Also, the deep freeze located in the garage will consume less energy during the heating season. If you’re making the argument to save money, it makes more sense to consume less electricity by leaving it in the garage and use a little more natural gas to heat your home.
A great book that you may find helpful is Carbonbusting for fun and profit, written by a local (to me) Edmontonian. I hope this is useful information to you.
Great article! I feel vindicated; for years, I’d been suspecting that a badly set fridge was far more responsible for inflated bills than all the incandescent lamps that could be replaced with CFLs. I made up a simple Excel spreadsheet listing all the loads in my house, and drew a pie chart, which again pretty much confirmed my beliefs.
The actual temperature-figures you have mentioned would certainly help me in setting the fridge to a more practical level, and significantly reduce consumption.
While I agree the savings would not be as great for someone who heats with natural gas (or other combustible fuel), to move their freezer inside, I suspect the savings would still be positive. Let me illustrate why.

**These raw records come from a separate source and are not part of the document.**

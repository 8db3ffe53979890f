//! Queue helper configuration

use serde::{Deserialize, Serialize};
use skein_protocol::NodeId;
use std::time::Duration;

/// Fraction of the queue-id space at which a monitoring alarm is logged
pub const QUEUE_ID_ALARM_THRESHOLDS: [f64; 2] = [0.6, 0.8];

/// Configuration of the cluster queue helper
#[derive(Debug, Clone, Serialize, Deserialize)]
pub struct HelperConfig {
    /// This node's identifier
    pub node_id: NodeId,

    /// Number of storage partitions in the cluster
    pub partition_count: u32,

    /// Deadline for open-queue requests
    pub open_timeout: Duration,

    /// Deadline for configure-stream requests
    pub configure_timeout: Duration,

    /// Deadline for close-queue requests
    pub close_timeout: Duration,

    /// Deadline for queue-assignment requests sent to the leader
    pub assignment_timeout: Duration,

    /// Budget for the whole stop handshake with one peer
    pub stop_timeout: Duration,

    /// Tick interval while waiting for consumer confirmations during drain
    pub unconfirmed_tick: Duration,

    /// Maximum reopen attempts per substream after failover
    pub reopen_max_attempts: u32,

    /// Base delay between reopen attempts (multiplied by the attempt number)
    pub reopen_retry_backoff: Duration,

    /// How long an unused queue lingers before it is eligible for gc
    pub queue_expiration: Duration,
}

impl Default for HelperConfig {
    fn default() -> Self {
        Self {
            node_id: "standalone".to_string(),
            partition_count: 4,
            open_timeout: Duration::from_secs(30),
            configure_timeout: Duration::from_secs(30),
            close_timeout: Duration::from_secs(30),
            assignment_timeout: Duration::from_secs(15),
            stop_timeout: Duration::from_secs(10),
            unconfirmed_tick: Duration::from_secs(1),
            reopen_max_attempts: 3,
            reopen_retry_backoff: Duration::from_millis(500),
            queue_expiration: Duration::from_secs(60),
        }
    }
}

impl HelperConfig {
    pub fn new(node_id: impl Into<NodeId>, partition_count: u32) -> Self {
        Self {
            node_id: node_id.into(),
            partition_count,
            ..Default::default()
        }
    }

    /// Tight deadlines for tests
    pub fn for_tests(node_id: impl Into<NodeId>) -> Self {
        Self {
            node_id: node_id.into(),
            partition_count: 4,
            open_timeout: Duration::from_millis(250),
            configure_timeout: Duration::from_millis(250),
            close_timeout: Duration::from_millis(250),
            assignment_timeout: Duration::from_millis(250),
            stop_timeout: Duration::from_millis(200),
            unconfirmed_tick: Duration::from_millis(20),
            reopen_max_attempts: 2,
            reopen_retry_backoff: Duration::from_millis(10),
            queue_expiration: Duration::from_millis(50),
        }
    }
}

Where I live gas costs about $0.05/kWh and electricity costs about $0.07/kWh. Assume a gas heating efficiency of 90% (optimistic since most furnaces are less than 90% efficient). Suppose you have a freezer that consumes 100W if located inside during the heating season. Moving it outside will therefore cost you 100/0.9 = 111W of additional natural gas consumption. Given the relative cost of gas vs electricity, you would need to save at least 79W of electricity to make it worthwhile. So unless moving the freezer outside reduces its electrical consumption to 21W or less (a 79% reduction), you are better off keeping the freezer inside. I think that kind of reduction is very unlikely.
To conclude, generally speaking, no matter what method you use to heat your home, you are likely to save money by having your freezer (or any other electrical appliances) operate inside your home rather than outside during your heating season. However, the reverse is true during the cooling season if you use air conditioning.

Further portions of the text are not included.